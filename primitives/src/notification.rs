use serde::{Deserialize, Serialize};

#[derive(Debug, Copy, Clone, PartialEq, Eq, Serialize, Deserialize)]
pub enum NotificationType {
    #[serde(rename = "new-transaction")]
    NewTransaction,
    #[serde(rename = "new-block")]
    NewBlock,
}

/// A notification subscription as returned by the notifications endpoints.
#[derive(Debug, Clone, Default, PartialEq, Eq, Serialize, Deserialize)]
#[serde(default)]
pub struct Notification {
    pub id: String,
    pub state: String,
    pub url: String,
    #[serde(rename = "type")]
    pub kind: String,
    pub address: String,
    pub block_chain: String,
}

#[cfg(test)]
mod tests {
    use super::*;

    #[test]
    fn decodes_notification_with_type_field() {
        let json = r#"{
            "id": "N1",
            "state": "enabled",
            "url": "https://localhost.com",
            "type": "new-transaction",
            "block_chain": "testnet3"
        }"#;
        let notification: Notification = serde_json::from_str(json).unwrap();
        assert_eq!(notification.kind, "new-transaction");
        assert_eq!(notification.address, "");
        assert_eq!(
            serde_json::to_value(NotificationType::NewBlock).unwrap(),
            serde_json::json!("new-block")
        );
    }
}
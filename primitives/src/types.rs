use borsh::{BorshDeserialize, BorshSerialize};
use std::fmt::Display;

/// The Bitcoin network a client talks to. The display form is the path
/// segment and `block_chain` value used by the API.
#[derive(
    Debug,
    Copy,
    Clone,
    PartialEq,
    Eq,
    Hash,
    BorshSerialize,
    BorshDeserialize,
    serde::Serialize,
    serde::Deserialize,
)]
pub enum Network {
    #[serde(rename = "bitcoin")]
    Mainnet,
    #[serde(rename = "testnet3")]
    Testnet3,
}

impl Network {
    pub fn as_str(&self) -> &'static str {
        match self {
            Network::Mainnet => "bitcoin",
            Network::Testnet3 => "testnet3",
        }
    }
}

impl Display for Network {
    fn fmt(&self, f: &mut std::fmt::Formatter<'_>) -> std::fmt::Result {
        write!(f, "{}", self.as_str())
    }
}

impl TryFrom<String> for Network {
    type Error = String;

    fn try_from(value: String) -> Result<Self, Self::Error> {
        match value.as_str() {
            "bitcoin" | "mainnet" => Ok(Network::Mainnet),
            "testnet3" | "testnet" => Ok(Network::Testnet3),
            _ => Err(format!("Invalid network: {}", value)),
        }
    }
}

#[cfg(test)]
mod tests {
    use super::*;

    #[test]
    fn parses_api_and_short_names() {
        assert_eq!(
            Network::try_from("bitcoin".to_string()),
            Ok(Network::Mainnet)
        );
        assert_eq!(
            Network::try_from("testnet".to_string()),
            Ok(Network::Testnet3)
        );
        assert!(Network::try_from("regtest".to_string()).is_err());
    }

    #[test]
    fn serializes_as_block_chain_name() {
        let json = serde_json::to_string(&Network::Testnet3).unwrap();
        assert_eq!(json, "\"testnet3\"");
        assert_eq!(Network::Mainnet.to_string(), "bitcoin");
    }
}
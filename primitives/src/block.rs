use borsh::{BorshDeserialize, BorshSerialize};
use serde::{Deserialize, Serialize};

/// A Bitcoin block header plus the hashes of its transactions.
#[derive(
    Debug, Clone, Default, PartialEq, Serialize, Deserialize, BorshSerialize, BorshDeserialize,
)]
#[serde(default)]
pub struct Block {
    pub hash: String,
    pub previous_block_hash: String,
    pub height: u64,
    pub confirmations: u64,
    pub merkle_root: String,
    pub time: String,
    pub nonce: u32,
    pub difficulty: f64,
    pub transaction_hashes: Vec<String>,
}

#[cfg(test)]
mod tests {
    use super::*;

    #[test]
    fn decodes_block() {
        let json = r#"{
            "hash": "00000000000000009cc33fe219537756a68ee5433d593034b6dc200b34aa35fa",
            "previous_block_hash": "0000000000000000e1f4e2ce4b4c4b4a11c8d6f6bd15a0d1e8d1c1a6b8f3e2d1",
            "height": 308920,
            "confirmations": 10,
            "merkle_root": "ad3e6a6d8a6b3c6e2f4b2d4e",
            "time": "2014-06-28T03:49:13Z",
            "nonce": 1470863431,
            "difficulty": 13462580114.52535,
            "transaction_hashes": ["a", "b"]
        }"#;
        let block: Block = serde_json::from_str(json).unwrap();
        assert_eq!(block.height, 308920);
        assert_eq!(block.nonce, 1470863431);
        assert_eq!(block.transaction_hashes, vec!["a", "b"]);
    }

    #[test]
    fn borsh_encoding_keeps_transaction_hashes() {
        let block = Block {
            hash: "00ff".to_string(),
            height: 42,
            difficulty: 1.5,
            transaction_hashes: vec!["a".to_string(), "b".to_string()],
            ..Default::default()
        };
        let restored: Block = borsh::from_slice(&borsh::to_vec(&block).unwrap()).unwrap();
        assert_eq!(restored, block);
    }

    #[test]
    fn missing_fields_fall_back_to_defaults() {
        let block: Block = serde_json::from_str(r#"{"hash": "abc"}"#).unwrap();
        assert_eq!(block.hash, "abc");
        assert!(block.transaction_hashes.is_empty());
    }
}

_ _ _ _ _ _ _

▶ [ASSIGNMENT]
For this exercise, restate every record word for word.

▶ [RESPONSE TO THIS TASK]
filename primitives/src/notification.rs
use serde::{Deserialize, Serialize};

#[derive(Debug, Copy, Clone, PartialEq, Eq, Serialize, Deserialize)]
pub enum NotificationType {
    #[serde(rename = "new-transaction")]
    NewTransaction,
    #[serde(rename = "new-block")]
    NewBlock,
}

/// A notification subscription as returned by the notifications endpoints.
#[derive(Debug, Clone, Default, PartialEq, Eq, Serialize, Deserialize)]
#[serde(default)]
pub struct Notification {
    pub id: String,
    pub state: String,
    pub url: String,
    #[serde(rename = "type")]
    pub kind: String,
    pub address: String,
    pub block_chain: String,
}

#[cfg(test)]
mod tests {
    use super::*;

    #[test]
    fn decodes_notification_with_type_field() {
        let json = r#"{
            "id": "N1",
            "state": "enabled",
            "url": "https://localhost.com",
            "type": "new-transaction",
            "block_chain": "testnet3"
        }"#;
        let notification: Notification = serde_json::from_str(json).unwrap();
        assert_eq!(notification.kind, "new-transaction");
        assert_eq!(notification.address, "");
        assert_eq!(
            serde_json::to_value(NotificationType::NewBlock).unwrap(),
            serde_json::json!("new-block")
        );
    }
}
filename primitives/src/types.rs
use borsh::{BorshDeserialize, BorshSerialize};
use std::fmt::Display;

/// The Bitcoin network a client talks to. The display form is the path
/// segment and `block_chain` value used by the API.
#[derive(
    Debug,
    Copy,
    Clone,
    PartialEq,
    Eq,
    Hash,
    BorshSerialize,
    BorshDeserialize,
    serde::Serialize,
    serde::Deserialize,
)]
pub enum Network {
    #[serde(rename = "bitcoin")]
    Mainnet,
    #[serde(rename = "testnet3")]
    Testnet3,
}

impl Network {
    pub fn as_str(&self) -> &'static str {
        match self {
            Network::Mainnet => "bitcoin",
            Network::Testnet3 => "testnet3",
        }
    }
}

impl Display for Network {
    fn fmt(&self, f: &mut std::fmt::Formatter<'_>) -> std::fmt::Result {
        write!(f, "{}", self.as_str())
    }
}

impl TryFrom<String> for Network {
    type Error = String;

    fn try_from(value: String) -> Result<Self, Self::Error> {
        match value.as_str() {
            "bitcoin" | "mainnet" => Ok(Network::Mainnet),
            "testnet3" | "testnet" => Ok(Network::Testnet3),
            _ => Err(format!("Invalid network: {}", value)),
        }
    }
}

#[cfg(test)]
mod tests {
    use super::*;

    #[test]
    fn parses_api_and_short_names() {
        assert_eq!(
            Network::try_from("bitcoin".to_string()),
            Ok(Network::Mainnet)
        );
        assert_eq!(
            Network::try_from("testnet".to_string()),
            Ok(Network::Testnet3)
        );
        assert!(Network::try_from("regtest".to_string()).is_err());
    }

    #[test]
    fn serializes_as_block_chain_name() {
        let json = serde_json::to_string(&Network::Testnet3).unwrap();
        assert_eq!(json, "\"testnet3\"");
        assert_eq!(Network::Mainnet.to_string(), "bitcoin");
    }
}
filename primitives/src/block.rs
use borsh::{BorshDeserialize, BorshSerialize};
use serde::{Deserialize, Serialize};

/// A Bitcoin block header plus the hashes of its transactions.
#[derive(
    Debug, Clone, Default, PartialEq, Serialize, Deserialize, BorshSerialize, BorshDeserialize,
)]
#[serde(default)]
pub struct Block {
    pub hash: String,
    pub previous_block_hash: String,
    pub height: u64,
    pub confirmations: u64,
    pub merkle_root: String,
    pub time: String,
    pub nonce: u32,
    pub difficulty: f64,
    pub transaction_hashes: Vec<String>,
}

#[cfg(test)]
mod tests {
    use super::*;

    #[test]
    fn decodes_block() {
        let json = r#"{
            "hash": "00000000000000009cc33fe219537756a68ee5433d593034b6dc200b34aa35fa",
            "previous_block_hash": "0000000000000000e1f4e2ce4b4c4b4a11c8d6f6bd15a0d1e8d1c1a6b8f3e2d1",
            "height": 308920,
            "confirmations": 10,
            "merkle_root": "ad3e6a6d8a6b3c6e2f4b2d4e",
            "time": "2014-06-28T03:49:13Z",
            "nonce": 1470863431,
            "difficulty": 13462580114.52535,
            "transaction_hashes": ["a", "b"]
        }"#;
        let block: Block = serde_json::from_str(json).unwrap();
        assert_eq!(block.height, 308920);
        assert_eq!(block.nonce, 1470863431);
        assert_eq!(block.transaction_hashes, vec!["a", "b"]);
    }

    #[test]
    fn borsh_encoding_keeps_transaction_hashes() {
        let block = Block {
            hash: "00ff".to_string(),
            height: 42,
            difficulty: 1.5,
            transaction_hashes: vec!["a".to_string(), "b".to_string()],
            ..Default::default()
        };
        let restored: Block = borsh::from_slice(&borsh::to_vec(&block).unwrap()).unwrap();
        assert_eq!(restored, block);
    }

    #[test]
    fn missing_fields_fall_back_to_defaults() {
        let block: Block = serde_json::from_str(r#"{"hash": "abc"}"#).unwrap();
        assert_eq!(block.hash, "abc");
        assert!(block.transaction_hashes.is_empty());
    }
}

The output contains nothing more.